Entahlah. Saya juga surprised.
(tiba-tiba blank….)
Saya teringat kisah cinta Ahmad
Dhani dan Maia yang berujung pada perceraian, di usia 10 tahun pernikahan. Lalu,
kini, anak ketiga mereka harus mengalami kecelakaan karena ngebut, bawa mobil
di bawah umur, nganterin pulang pacarnya pada dini hari. Potret anak broken home kah? Bukan maksud saya untuk
ikut menghakimi. Yang terpikirkan malah bagaimana perasaan Dhani dan Maia
ketika berada di dalam kamar perawatan Dul, bahu membahu mendampingi anak
mereka, buah cinta mereka? Tak adakah selintasan perasaan yang mungkin muncul
sebagai sisa cinta masa lalu?
Ah….
Apakah perasaan cinta itu bisa
begitu mudah datang dan pergi, meski telah hadir tiga buah cinta yang tampan?
Ketiga anak saya juga laki-laki, dan masih teringat proses pembuatan mereka,
tentunya berdasarkan cinta yang dalam #halah. Maia dan Dhani bercerai setelah
10 tahun menikah, dan di usia pernikahan yang kesepuluh juga, Mbak Uniek
Kaswarganti mengadakan giveaway untuk merayakan anniversary-nya. Sedangkan usia pernikahan saya dan suami baru mau
8 tahun. Masih unyu-unyu, bahkan belum masuk usia remaja.
Me and Hubby |
Namun, di usia pernikahan yang
nyaris 8 tahun itu, saya juga pernah merasakan perasaan asing kepada suami. Tentunya
pada saat bertengkar. Apa saja bisa menjadi pemicu pertengkaran. Bahkan saya
pernah membatin, “tumben nih gak berantem, kok kayak ada yang hilang kalau
damai melulu….” Hehehe… gak lama, ada sedikit masalah yang membuat kami
diam-diaman selama 3 hari. Hadoh! Kapok deh ngebatin begitu lagi. Enaknya damai
terus, karena kalau lagi ada masalah itu rasanya gak enak. Walaupun setelah
baikan, rasanya seperti baru mulai nikah.
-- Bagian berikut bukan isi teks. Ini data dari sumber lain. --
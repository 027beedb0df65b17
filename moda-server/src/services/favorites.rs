//! Favorites Service
//!
//! 收藏夹是 user 文档上的弱引用集合，商品删除后由级联清理。

use crate::db::models::Product;
use crate::db::repository::{ProductRepository, UserRepository};
use crate::services::parse_ref;
use shared::{AppError, ErrorCode};
use surrealdb::RecordId;
use surrealdb::Surreal;
use surrealdb::engine::local::Db;

#[derive(Clone)]
pub struct FavoriteService {
    users: UserRepository,
    products: ProductRepository,
}

impl FavoriteService {
    pub fn new(db: Surreal<Db>) -> Self {
        Self {
            users: UserRepository::new(db.clone()),
            products: ProductRepository::new(db),
        }
    }

    /// Add a product to the favorites set. Favoriting twice is reported.
    pub async fn add(&self, user_id: &RecordId, product_ref: &str) -> Result<Vec<String>, AppError> {
        let product_id = parse_ref(product_ref, "product")?;

        let user = self
            .users
            .find_by_id(user_id)
            .await?
            .ok_or_else(|| AppError::new(ErrorCode::UserNotFound))?;
        self.products
            .find_by_id(&product_id)
            .await?
            .ok_or_else(|| AppError::new(ErrorCode::ProductNotFound))?;

        if user.favorites.contains(&product_id) {
            return Err(AppError::new(ErrorCode::AlreadyFavorited));
        }

        let updated = self.users.add_favorite(user_id, &product_id).await?;
        tracing::info!(user = %user_id, product = %product_id, "Product favorited");
        Ok(updated.favorites.iter().map(|id| id.to_string()).collect())
    }

    /// Remove a product from the favorites set. The product itself may
    /// already be gone, only membership is checked.
    pub async fn remove(
        &self,
        user_id: &RecordId,
        product_ref: &str,
    ) -> Result<Vec<String>, AppError> {
        let product_id = parse_ref(product_ref, "product")?;

        let user = self
            .users
            .find_by_id(user_id)
            .await?
            .ok_or_else(|| AppError::new(ErrorCode::UserNotFound))?;
        if !user.favorites.contains(&product_id) {
            return Err(AppError::new(ErrorCode::FavoriteNotFound));
        }

        let updated = self.users.remove_favorite(user_id, &product_id).await?;
        tracing::info!(user = %user_id, product = %product_id, "Favorite removed");
        Ok(updated.favorites.iter().map(|id| id.to_string()).collect())
    }

    /// Favorited products that still resolve; stale references are skipped
    pub async fn list(&self, user_id: &RecordId) -> Result<Vec<Product>, AppError> {
        let user = self
            .users
            .find_by_id(user_id)
            .await?
            .ok_or_else(|| AppError::new(ErrorCode::UserNotFound))?;

        if user.favorites.is_empty() {
            return Ok(Vec::new());
        }
        Ok(self.products.find_by_ids(&user.favorites).await?)
    }
}
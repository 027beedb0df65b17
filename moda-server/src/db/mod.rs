//! Database Module
//!
//! Handles the embedded SurrealDB (RocksDB) instance and schema bootstrap

pub mod models;
pub mod repository;

use shared::AppError;
use surrealdb::Surreal;
use surrealdb::engine::local::{Db, RocksDb};

/// Database service — owns the embedded SurrealDB handle
#[derive(Clone, Debug)]
pub struct DbService {
    pub db: Surreal<Db>,
}

impl DbService {
    /// Open (or create) the RocksDB-backed store at the given path
    pub async fn new(db_path: &str) -> Result<Self, AppError> {
        let db: Surreal<Db> = Surreal::new::<RocksDb>(db_path)
            .await
            .map_err(|e| AppError::database(format!("Failed to open database: {e}")))?;

        db.use_ns("moda")
            .use_db("store")
            .await
            .map_err(|e| AppError::database(format!("Failed to select namespace: {e}")))?;

        tracing::info!("Database connection established (SurrealDB embedded, RocksDB)");

        define_schema(&db)
            .await
            .map_err(|e| AppError::database(format!("Failed to define schema: {e}")))?;
        tracing::info!("Database schema defined");

        Ok(Self { db })
    }
}

/// Tables stay schemaless, indexes carry the uniqueness rules.
/// review.order 上的唯一索引是"一单一评"的最后防线。
pub async fn define_schema(db: &Surreal<Db>) -> Result<(), surrealdb::Error> {
    db.query("DEFINE TABLE IF NOT EXISTS product SCHEMALESS")
        .await?
        .check()?;
    db.query("DEFINE TABLE IF NOT EXISTS user SCHEMALESS")
        .await?
        .check()?;
    db.query("DEFINE TABLE IF NOT EXISTS order SCHEMALESS")
        .await?
        .check()?;
    db.query("DEFINE TABLE IF NOT EXISTS review SCHEMALESS")
        .await?
        .check()?;
    db.query("DEFINE INDEX IF NOT EXISTS user_email ON user FIELDS email UNIQUE")
        .await?
        .check()?;
    db.query("DEFINE INDEX IF NOT EXISTS review_order ON review FIELDS order UNIQUE")
        .await?
        .check()?;
    db.query("DEFINE INDEX IF NOT EXISTS order_user ON order FIELDS user")
        .await?
        .check()?;
    Ok(())
}
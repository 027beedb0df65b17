use moda_server::{AppState, Config, print_banner, setup_environment};

#[tokio::main]
async fn main() -> Result<(), Box<dyn std::error::Error>> {
    // 1. 设置环境 (dotenv, 工作目录, 日志)
    setup_environment()?;

    // 打印横幅
    print_banner();

    tracing::info!("Moda Store Server starting...");

    // 2. 加载配置
    let config = Config::from_env();

    // 3. 初始化应用状态 (数据库, 图片存储)
    let state = AppState::initialize(&config).await?;

    tracing::info!(
        environment = %config.environment,
        work_dir = %config.work_dir,
        "Application state initialized"
    );

    // 4. 启动时回填一次缓存评分，消除离线期间积累的漂移
    let synced = state.rating_service().sync_all().await?;
    tracing::info!(products = synced, "Rating backfill finished");

    Ok(())
}
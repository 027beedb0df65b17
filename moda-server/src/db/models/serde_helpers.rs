//! Serde adapters for weak record references
//!
//! 文档内嵌的弱引用统一以 "table:key" 字符串落库，读取时兼容两种来源：
//! - API JSON 里的字符串形式 ("product:abc")
//! - SurrealDB 返回的原生 RecordId 结构
//!
//! 模型字段通过 `#[serde(with = "serde_helpers::record_id")]` 及其
//! option/vec 变体挂接。

use serde::{Deserialize, Deserializer, Serializer};
use surrealdb::RecordId;

/// Deserialize bool that treats null/absent as false
pub fn bool_false<'de, D>(deserializer: D) -> Result<bool, D::Error>
where
    D: Deserializer<'de>,
{
    Option::<bool>::deserialize(deserializer).map(|opt| opt.unwrap_or(false))
}

/// 弱引用的读取端：字符串和原生结构都接受
#[derive(Debug, Clone)]
struct WeakRef(RecordId);

impl<'de> Deserialize<'de> for WeakRef {
    fn deserialize<D>(deserializer: D) -> Result<Self, D::Error>
    where
        D: Deserializer<'de>,
    {
        use serde::de::{self, Visitor};
        use std::fmt;

        struct WeakRefVisitor;

        impl<'de> Visitor<'de> for WeakRefVisitor {
            type Value = WeakRef;

            fn expecting(&self, formatter: &mut fmt::Formatter) -> fmt::Result {
                formatter.write_str("a record reference like 'product:abc'")
            }

            fn visit_str<E>(self, value: &str) -> Result<Self::Value, E>
            where
                E: de::Error,
            {
                value
                    .parse::<RecordId>()
                    .map(WeakRef)
                    .map_err(|_| de::Error::custom(format!("bad record reference: {}", value)))
            }

            fn visit_map<M>(self, map: M) -> Result<Self::Value, M::Error>
            where
                M: de::MapAccess<'de>,
            {
                // 数据库原生形式，交还给 RecordId 自身的反序列化
                RecordId::deserialize(de::value::MapAccessDeserializer::new(map)).map(WeakRef)
            }
        }

        deserializer.deserialize_any(WeakRefVisitor)
    }
}

/// RecordId stored as a "table:key" string
pub mod record_id {
    use super::*;

    pub fn serialize<S>(id: &RecordId, s: S) -> Result<S::Ok, S::Error>
    where
        S: Serializer,
    {
        s.serialize_str(&id.to_string())
    }

    pub fn deserialize<'de, D>(d: D) -> Result<RecordId, D::Error>
    where
        D: Deserializer<'de>,
    {
        WeakRef::deserialize(d).map(|r| r.0)
    }
}

/// Option<RecordId>, same string convention
pub mod option_record_id {
    use super::*;

    pub fn serialize<S>(id: &Option<RecordId>, s: S) -> Result<S::Ok, S::Error>
    where
        S: Serializer,
    {
        match id {
            Some(id) => s.serialize_some(&id.to_string()),
            None => s.serialize_none(),
        }
    }

    pub fn deserialize<'de, D>(d: D) -> Result<Option<RecordId>, D::Error>
    where
        D: Deserializer<'de>,
    {
        Option::<WeakRef>::deserialize(d).map(|opt| opt.map(|r| r.0))
    }
}

/// Vec<RecordId>, each element a "table:key" string
pub mod vec_record_id {
    use super::*;

    pub fn serialize<S>(ids: &[RecordId], s: S) -> Result<S::Ok, S::Error>
    where
        S: Serializer,
    {
        use serde::ser::SerializeSeq;
        let mut seq = s.serialize_seq(Some(ids.len()))?;
        for id in ids {
            seq.serialize_element(&id.to_string())?;
        }
        seq.end()
    }

    pub fn deserialize<'de, D>(d: D) -> Result<Vec<RecordId>, D::Error>
    where
        D: Deserializer<'de>,
    {
        Vec::<WeakRef>::deserialize(d).map(|v| v.into_iter().map(|r| r.0).collect())
    }
}

#[cfg(test)]
mod tests {
    use super::*;
    use serde::{Deserialize, Serialize};

    #[derive(Serialize, Deserialize)]
    struct Line {
        #[serde(with = "record_id")]
        product: RecordId,
    }

    #[derive(Serialize, Deserialize)]
    struct Favorites {
        #[serde(default, with = "vec_record_id")]
        items: Vec<RecordId>,
        #[serde(default, deserialize_with = "bool_false")]
        is_admin: bool,
    }

    #[test]
    fn weak_ref_round_trips_as_string() {
        let line = Line {
            product: RecordId::from_table_key("product", "p1"),
        };
        let json = serde_json::to_string(&line).unwrap();
        assert_eq!(json, r#"{"product":"product:p1"}"#);

        let back: Line = serde_json::from_str(&json).unwrap();
        assert_eq!(back.product, line.product);
    }

    #[test]
    fn bad_reference_string_rejected() {
        let err = serde_json::from_str::<Line>(r#"{"product":"no-table-here"}"#);
        assert!(err.is_err());
    }

    #[test]
    fn vec_and_bool_defaults() {
        let favs: Favorites = serde_json::from_str(r#"{"items":["product:a","product:b"]}"#).unwrap();
        assert_eq!(favs.items.len(), 2);
        assert!(!favs.is_admin);

        let favs: Favorites = serde_json::from_str(r#"{"is_admin":null}"#).unwrap();
        assert!(favs.items.is_empty());
        assert!(!favs.is_admin);
    }
}
//! User Repository
//!
//! 购物车和收藏夹都内嵌在 user 文档里，这里提供针对这两个数组的
//! 原子追加 / 移除操作，整体覆盖写仅用于对账后的收敛。

use super::{BaseRepository, RepoError, RepoResult};
use crate::db::models::{CartLine, User, UserCreate};
use crate::utils::time::now_millis;
use surrealdb::RecordId;
use surrealdb::Surreal;
use surrealdb::engine::local::Db;

const USER_TABLE: &str = "user";

// =============================================================================
// User Repository
// =============================================================================

#[derive(Clone)]
pub struct UserRepository {
    base: BaseRepository,
}

impl UserRepository {
    pub fn new(db: Surreal<Db>) -> Self {
        Self {
            base: BaseRepository::new(db),
        }
    }

    /// Find user by id
    pub async fn find_by_id(&self, id: &RecordId) -> RepoResult<Option<User>> {
        let user: Option<User> = self.base.db().select(id.clone()).await?;
        Ok(user)
    }

    /// Find user by email (unique)
    pub async fn find_by_email(&self, email: &str) -> RepoResult<Option<User>> {
        let users: Vec<User> = self
            .base
            .db()
            .query("SELECT * FROM user WHERE email = $email LIMIT 1")
            .bind(("email", email.to_string()))
            .await?
            .take(0)?;
        Ok(users.into_iter().next())
    }

    /// Create a new user
    pub async fn create(&self, data: UserCreate) -> RepoResult<User> {
        if self.find_by_email(&data.email).await?.is_some() {
            return Err(RepoError::Duplicate(format!(
                "User '{}' already exists",
                data.email
            )));
        }

        let mut user = User::new(data.email, data.name.unwrap_or_default());
        user.is_admin = data.is_admin.unwrap_or(false);
        user.created_at = now_millis();

        let created: Option<User> = self.base.db().create(USER_TABLE).content(user).await?;

        created.ok_or_else(|| RepoError::Database("Failed to create user".to_string()))
    }

    /// Replace the whole cart array (single write, used after reconciliation)
    pub async fn set_cart(&self, id: &RecordId, cart: &[CartLine]) -> RepoResult<User> {
        let value = serde_json::to_value(cart)
            .map_err(|e| RepoError::Database(format!("Failed to serialize cart: {e}")))?;
        let mut result = self
            .base
            .db()
            .query("UPDATE $id SET cart = $cart RETURN AFTER")
            .bind(("id", id.clone()))
            .bind(("cart", value))
            .await?;
        let users: Vec<User> = result.take(0)?;
        users
            .into_iter()
            .next()
            .ok_or_else(|| RepoError::NotFound(format!("User {} not found", id)))
    }

    /// Append one cart line without touching the rest of the array.
    /// 并发加购时两个追加都会落库，对账阶段再收敛。
    pub async fn push_cart_line(&self, id: &RecordId, line: &CartLine) -> RepoResult<User> {
        let value = serde_json::to_value(line)
            .map_err(|e| RepoError::Database(format!("Failed to serialize cart line: {e}")))?;
        let mut result = self
            .base
            .db()
            .query("UPDATE $id SET cart += $line RETURN AFTER")
            .bind(("id", id.clone()))
            .bind(("line", value))
            .await?;
        let users: Vec<User> = result.take(0)?;
        users
            .into_iter()
            .next()
            .ok_or_else(|| RepoError::NotFound(format!("User {} not found", id)))
    }

    /// Add a product reference to the favorites array
    pub async fn add_favorite(&self, id: &RecordId, product: &RecordId) -> RepoResult<User> {
        let mut result = self
            .base
            .db()
            .query("UPDATE $id SET favorites += $product RETURN AFTER")
            .bind(("id", id.clone()))
            .bind(("product", product.to_string()))
            .await?;
        let users: Vec<User> = result.take(0)?;
        users
            .into_iter()
            .next()
            .ok_or_else(|| RepoError::NotFound(format!("User {} not found", id)))
    }

    /// Remove a product reference from the favorites array
    pub async fn remove_favorite(&self, id: &RecordId, product: &RecordId) -> RepoResult<User> {
        let mut result = self
            .base
            .db()
            .query("UPDATE $id SET favorites -= $product RETURN AFTER")
            .bind(("id", id.clone()))
            .bind(("product", product.to_string()))
            .await?;
        let users: Vec<User> = result.take(0)?;
        users
            .into_iter()
            .next()
            .ok_or_else(|| RepoError::NotFound(format!("User {} not found", id)))
    }

    /// Strip a deleted product from every customer favorites array.
    /// Admin accounts are skipped, they carry no shopper state.
    pub async fn pull_favorite_everywhere(&self, product: &RecordId) -> RepoResult<usize> {
        let reference = product.to_string();
        let users: Vec<User> = self
            .base
            .db()
            .query(
                "UPDATE user SET favorites -= $product \
                 WHERE is_admin = false AND favorites CONTAINS $product RETURN AFTER",
            )
            .bind(("product", reference))
            .await?
            .take(0)?;
        Ok(users.len())
    }

    /// Customers whose cart still references any of the given products
    pub async fn find_with_cart_refs(&self, product_refs: &[String]) -> RepoResult<Vec<User>> {
        let refs: Vec<String> = product_refs.to_vec();
        let users: Vec<User> = self
            .base
            .db()
            .query(
                "SELECT * FROM user \
                 WHERE is_admin = false AND cart.product CONTAINSANY $refs",
            )
            .bind(("refs", refs))
            .await?
            .take(0)?;
        Ok(users)
    }
}
//! Money calculation utilities using rust_decimal for precision
//!
//! Order totals are computed using `Decimal` internally, then converted
//! back to `f64` for storage/serialization.

use crate::db::models::OrderLine;
use rust_decimal::prelude::*;

/// Rounding strategy for monetary values (2 decimal places, half-up)
const DECIMAL_PLACES: u32 = 2;

/// Maximum allowed price per product (1,000,000)
pub const MAX_PRICE: f64 = 1_000_000.0;

/// Convert f64 to Decimal for calculation
///
/// Input values should be pre-validated at the boundary.
/// If NaN/Infinity somehow reaches here, logs an error and returns ZERO
/// to avoid silent data corruption in order totals.
#[inline]
pub fn to_decimal(value: f64) -> Decimal {
    Decimal::from_f64(value).unwrap_or_else(|| {
        tracing::error!(value = ?value, "Non-finite f64 in monetary calculation, defaulting to zero");
        Decimal::ZERO
    })
}

/// Convert Decimal back to f64 for storage, rounded to 2 decimal places
#[inline]
pub fn to_f64(value: Decimal) -> f64 {
    value
        .round_dp_with_strategy(DECIMAL_PLACES, RoundingStrategy::MidpointAwayFromZero)
        .to_f64()
        // SAFETY: Decimal rounded to 2dp with max input ≤ 1_000_000 (validated at boundary)
        // is always within f64 representable range (~1.8e308)
        .expect("Decimal rounded to 2dp is always representable as f64")
}

/// Line total = snapshotted unit price × quantity
#[inline]
pub fn line_total(price: f64, quantity: i64) -> Decimal {
    to_decimal(price) * Decimal::from(quantity)
}

/// Order total over all snapshotted lines, rounded to 2 decimal places
pub fn order_total(lines: &[OrderLine]) -> f64 {
    let sum: Decimal = lines
        .iter()
        .map(|line| line_total(line.price, line.quantity))
        .sum();
    to_f64(sum)
}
Kalau saya tidak meminta maaf
duluan (walaupun dia yang salah), bisa dipastikan kami gak akan pernah baikan. Maka,
setiap bermasalah, saya harus menyediakan hati seluas samudera untuk
mendekatinya lebih dulu dan berpura-pura seakan-akan tidak ada masalah. Well, gak enak juga hidup serumah tanpa
bertegur sapa. Kalau berantem ya bisa gak tegur sapa berhari-hari, seperti orang
yang gak pernah kenal saja.
Mungkin begitu juga yang dirasakan oleh Dhani dan Maia ketika Maia
menggugat cerai dan kemudian Dhani mengabulkan. Mungkin tak ada lagi yang mau
menyediakan hati seluas samudera untuk meminta maaf dan memaafkan. Mungkin Maia
tak mau lagi menjadi pihak yang mengalah dan Dhani gengsi menunjukkan perasaan
cintanya. Atau mungkin mereka tak mampu lagi menangkap sinyal-sinyal perasaan
butuh dari pasangan masing-masing.
Sinyal itulah yang harus bisa
ditangkap. Walaupun suami saya tidak meminta maaf, saya tahu dia masih
menyediakan hatinya untuk saya tempati. Seperti ketika dia menunggui saya yang
terbaring di rumah sakit, atau ketika dia memberikan HP Android sebagai hadiah
tiba-tiba, dan yang paling gres, terakhir kali kami bertengkar, dia meletakkan
laptop baru di atas meja komputer sebagai hadiah untuk saya.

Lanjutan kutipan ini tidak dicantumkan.